Solved: UCS upgrade from 2.2(6e) to 3.1(3b) caused major outage during FI-B reboot

dylan.ebner · ‎07-19-2017

Hello-

Today while performing an upgrade from 2.2(6e) to 3.1(3b) we had a major outage during the reboot of FI-B. The outage cleared after the 10 or so minutes it took for FI-B to restart.

At first, I thought we maybe had some of our servers configured incorrectly and the vNIC or vHBA paths were all going to the same FI. However, after things came back up and we could get back into vcenter we learned that couldn't be possible. In multiple instances, we had two guests on the same host, yet one guest was available during the outage and the other wasn't.

We also checked the vmware logs on the servers, and half the NICS went down as expected, but vcenter lost access to the servers.

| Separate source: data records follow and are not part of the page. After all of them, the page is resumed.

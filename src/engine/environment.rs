// src/engine/environment.rs

//! Pluggable scheduling context with cooperative hooks.

use tokio_util::sync::CancellationToken;

use crate::exec::Performer;

/// Maps each stage about to run onto a service, and lets the caller observe
/// or veto steps.
///
/// Each step is submitted to `service`. Once the job runs there, the hooks
/// are called in order (`should_stop`, `before`, `adjust`) and the adjusted
/// stage performs its transition.
pub trait Environment<P>: Send + Sync + 'static {
    /// Executor for this particular stage.
    fn service(&self, stage: &P) -> Performer;

    /// Returning true ends the run with `FlowError::Stopped` without running
    /// the stage.
    fn should_stop(&self, _stage: &P) -> bool {
        false
    }

    /// Instrumentation hook, called after the stop check.
    fn before(&self, _stage: &P) {}

    /// Rewrite the stage about to run.
    fn adjust(&self, stage: P) -> P {
        stage
    }
}

/// Every stage on one performer, no hooks.
#[derive(Clone)]
pub struct UniformEnvironment {
    performer: Performer,
}

impl UniformEnvironment {
    pub fn new(performer: Performer) -> Self {
        Self { performer }
    }
}

impl std::fmt::Debug for UniformEnvironment {
    fn fmt(&self, f: &mut std::fmt::Formatter<'_>) -> std::fmt::Result {
        f.debug_struct("UniformEnvironment").finish_non_exhaustive()
    }
}

impl<P> Environment<P> for UniformEnvironment {
    fn service(&self, _stage: &P) -> Performer {
        Performer::clone(&self.performer)
    }
}

/// Wraps an environment so that cancelling `token` stops every run using it
/// at the next step boundary.
#[derive(Debug, Clone)]
pub struct TokenEnvironment<E> {
    inner: E,
    token: CancellationToken,
}

impl<E> TokenEnvironment<E> {
    pub fn new(inner: E, token: CancellationToken) -> Self {
        Self { inner, token }
    }

    pub fn token(&self) -> &CancellationToken {
        &self.token
    }
}

impl<P, E: Environment<P>> Environment<P> for TokenEnvironment<E> {
    fn service(&self, stage: &P) -> Performer {
        self.inner.service(stage)
    }

    fn should_stop(&self, stage: &P) -> bool {
        self.token.is_cancelled() || self.inner.should_stop(stage)
    }

    fn before(&self, stage: &P) {
        self.inner.before(stage)
    }

    fn adjust(&self, stage: P) -> P {
        self.inner.adjust(stage)
    }
}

I have a TAC case open, but I thought I would reach out to the community to see if anyone has had a similar issue.

We are waiting to acknowledge the reboot of FI-A until we hear back from TAC.

Thanks

Kirk J · ‎07-20-2017

Greetings.

Do you happen to be running ESX 6.5?

Please make sure you aren't bumping into https://bst.cloudapps.cisco.com/bugsearch/bug/CSCvd52310

It was reported on 3.12 versions, but not clear what other versions are impacted.

Of particular interest is the Further problem description from the bug:

Further Problem Description:
When one FI is rebooted, VMs using the vmnic pinning to the FI rebooted would lose network connectivity.
When the FI is rebooting, the vmnic on this FI would be down from VMware, however, the VMs don't failover to the other vmnic, they still pin to the same vmnic although it is already down. from "esxtop" "n" output, we can still see the VMs use the same vmnic as for uplink as before. because of this the VM's MAC are not learned on the other FI so the network connectivity is lost.

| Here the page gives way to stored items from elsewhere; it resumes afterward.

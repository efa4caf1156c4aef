// src/exec/serial.rs

//! Serialized execution context.

use std::collections::VecDeque;
use std::sync::{Mutex, MutexGuard};

use tracing::trace;

use super::service::{Job, Service, run_job};

#[derive(Default)]
struct QueueState {
    jobs: VecDeque<Job>,
    draining: bool,
    suspended: bool,
}

/// Runs submitted jobs strictly one at a time, in submission order.
///
/// There is no dedicated thread: whichever caller finds the queue idle drains
/// it, and everyone else just enqueues. While suspended, jobs accumulate and
/// the drain stops after the job in flight; `resume` drains on the resuming
/// thread.
pub struct SerialQueue {
    label: String,
    state: Mutex<QueueState>,
}

impl std::fmt::Debug for SerialQueue {
    fn fmt(&self, f: &mut std::fmt::Formatter<'_>) -> std::fmt::Result {
        let state = self.lock();
        f.debug_struct("SerialQueue")
            .field("label", &self.label)
            .field("queued", &state.jobs.len())
            .field("draining", &state.draining)
            .field("suspended", &state.suspended)
            .finish()
    }
}

impl SerialQueue {
    pub fn new(label: impl Into<String>) -> Self {
        Self {
            label: label.into(),
            state: Mutex::new(QueueState::default()),
        }
    }

    pub fn label(&self) -> &str {
        &self.label
    }

    pub fn suspend(&self) {
        self.lock().suspended = true;
        trace!(queue = %self.label, "serial queue suspended");
    }

    pub fn resume(&self) {
        self.lock().suspended = false;
        trace!(queue = %self.label, "serial queue resumed");
        self.drain();
    }

    pub fn is_suspended(&self) -> bool {
        self.lock().suspended
    }

    /// Number of jobs waiting to run.
    pub fn queued(&self) -> usize {
        self.lock().jobs.len()
    }

    fn lock(&self) -> MutexGuard<'_, QueueState> {
        self.state.lock().unwrap_or_else(|poisoned| poisoned.into_inner())
    }

    fn drain(&self) {
        {
            let mut state = self.lock();
            if state.draining || state.suspended {
                return;
            }
            state.draining = true;
        }

        loop {
            let job = {
                let mut state = self.lock();
                let next = if state.suspended {
                    None
                } else {
                    state.jobs.pop_front()
                };
                match next {
                    Some(job) => job,
                    None => {
                        state.draining = false;
                        return;
                    }
                }
            };
            run_job(job);
        }
    }
}

impl Service for SerialQueue {
    fn run(&self, job: Job) {
        self.lock().jobs.push_back(job);
        self.drain();
    }
}

#[cfg(test)]
mod tests {
    use std::sync::Arc;

    use super::*;

    #[test]
    fn reentrant_submissions_run_in_order() {
        let queue = Arc::new(SerialQueue::new("test"));
        let log = Arc::new(Mutex::new(Vec::new()));

        let (q, l) = (Arc::clone(&queue), Arc::clone(&log));
        queue.run(Box::new(move || {
            let inner = Arc::clone(&l);
            q.run(Box::new(move || inner.lock().unwrap().push(2)));
            l.lock().unwrap().push(1);
        }));

        assert_eq!(*log.lock().unwrap(), vec![1, 2]);
    }

    #[test]
    fn suspended_queue_holds_jobs_until_resume() {
        let queue = SerialQueue::new("held");
        let log = Arc::new(Mutex::new(Vec::new()));

        queue.suspend();
        for i in 0..3 {
            let l = Arc::clone(&log);
            queue.run(Box::new(move || l.lock().unwrap().push(i)));
        }
        assert!(log.lock().unwrap().is_empty());
        assert_eq!(queue.queued(), 3);

        queue.resume();
        assert_eq!(*log.lock().unwrap(), vec![0, 1, 2]);
        assert_eq!(queue.queued(), 0);
    }
}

I would try disabling a vnic from the equipment tab view, and check the esxtop output for the esxi host, and see if this is a match.

Thanks,

Kirk...

View solution in original post

Walter Dey · ‎07-20-2017

I hope you scheduled a maintenance window for doing this upgrade;

If you have checked before, if your multihoming is working ok, this should indeed not happen.

My advice: before doing this, open a preventive TAC case and let them analyze if you hit any knows bugs.

dylan.ebner · ‎07-20-2017

Hi Kirk-

This is exactly the bug we were bumping into. TAC figured it out late yesterday.

Thanks

Kirk J · ‎07-20-2017

Greetings.

Do you happen to be running ESX 6.5?

Please make sure you aren't bumping into https://bst.cloudapps.cisco.com/bugsearch/bug/CSCvd52310

It was reported on 3.12 versions, but not clear what other versions are impacted.

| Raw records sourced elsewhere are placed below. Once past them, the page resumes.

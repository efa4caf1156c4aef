// src/exec/pool.rs

//! Tokio-backed services: a worker pool and a delayed variant.

use std::time::Duration;

use tokio::runtime::Handle;
use tracing::trace;

use crate::errors::{FlowError, Result};

use super::service::{Job, Performer, Service, run_job};

/// Which tokio facility a [`PoolService`] hands jobs to.
#[derive(Debug, Clone, Copy, PartialEq, Eq)]
pub enum PoolMode {
    /// `Handle::spawn`: for short, non-blocking steps.
    Async,
    /// `Handle::spawn_blocking`: for steps that block on IO or CPU.
    Blocking,
}

/// Runs jobs concurrently on a tokio runtime.
#[derive(Debug, Clone)]
pub struct PoolService {
    handle: Handle,
    mode: PoolMode,
}

impl PoolService {
    pub fn new(handle: Handle, mode: PoolMode) -> Self {
        Self { handle, mode }
    }

    /// Bind to the runtime the caller is running inside.
    pub fn current(mode: PoolMode) -> Result<Self> {
        let handle = current_handle()?;
        Ok(Self::new(handle, mode))
    }

    pub fn mode(&self) -> PoolMode {
        self.mode
    }
}

impl Service for PoolService {
    fn run(&self, job: Job) {
        match self.mode {
            PoolMode::Async => {
                self.handle.spawn(async move { run_job(job) });
            }
            PoolMode::Blocking => {
                self.handle.spawn_blocking(move || run_job(job));
            }
        }
    }
}

/// Hands each job to an inner service once `delay` has elapsed.
#[derive(Clone)]
pub struct DelayedService {
    inner: Performer,
    delay: Duration,
    handle: Handle,
}

impl std::fmt::Debug for DelayedService {
    fn fmt(&self, f: &mut std::fmt::Formatter<'_>) -> std::fmt::Result {
        f.debug_struct("DelayedService")
            .field("delay", &self.delay)
            .finish_non_exhaustive()
    }
}

impl DelayedService {
    pub fn new(inner: Performer, delay: Duration, handle: Handle) -> Self {
        Self {
            inner,
            delay,
            handle,
        }
    }

    pub fn current(inner: Performer, delay: Duration) -> Result<Self> {
        Ok(Self::new(inner, delay, current_handle()?))
    }

    pub fn delay(&self) -> Duration {
        self.delay
    }
}

impl Service for DelayedService {
    fn run(&self, job: Job) {
        let inner = Performer::clone(&self.inner);
        let delay = self.delay;
        self.handle.spawn(async move {
            tokio::time::sleep(delay).await;
            trace!(?delay, "delay elapsed; forwarding job");
            inner.run(job);
        });
    }
}

fn current_handle() -> Result<Handle> {
    Handle::try_current()
        .map_err(|e| FlowError::ConfigError(format!("no tokio runtime available: {e}")))
}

Of particular interest is the Further problem description from the bug:

Further Problem Description:
When one FI is rebooted, VMs using the vmnic pinning to the FI rebooted would lose network connectivity.
When the FI is rebooting, the vmnic on this FI would be down from VMware, however, the VMs don't failover to the other vmnic, they still pin to the same vmnic although it is already down. from "esxtop" "n" output, we can still see the VMs use the same vmnic as for uplink as before. because of this the VM's MAC are not learned on the other FI so the network connectivity is lost.

I would try disabling a vnic from the equipment tab view, and check the esxtop output for the esxi host, and see if this is a match.

Thanks,

Kirk...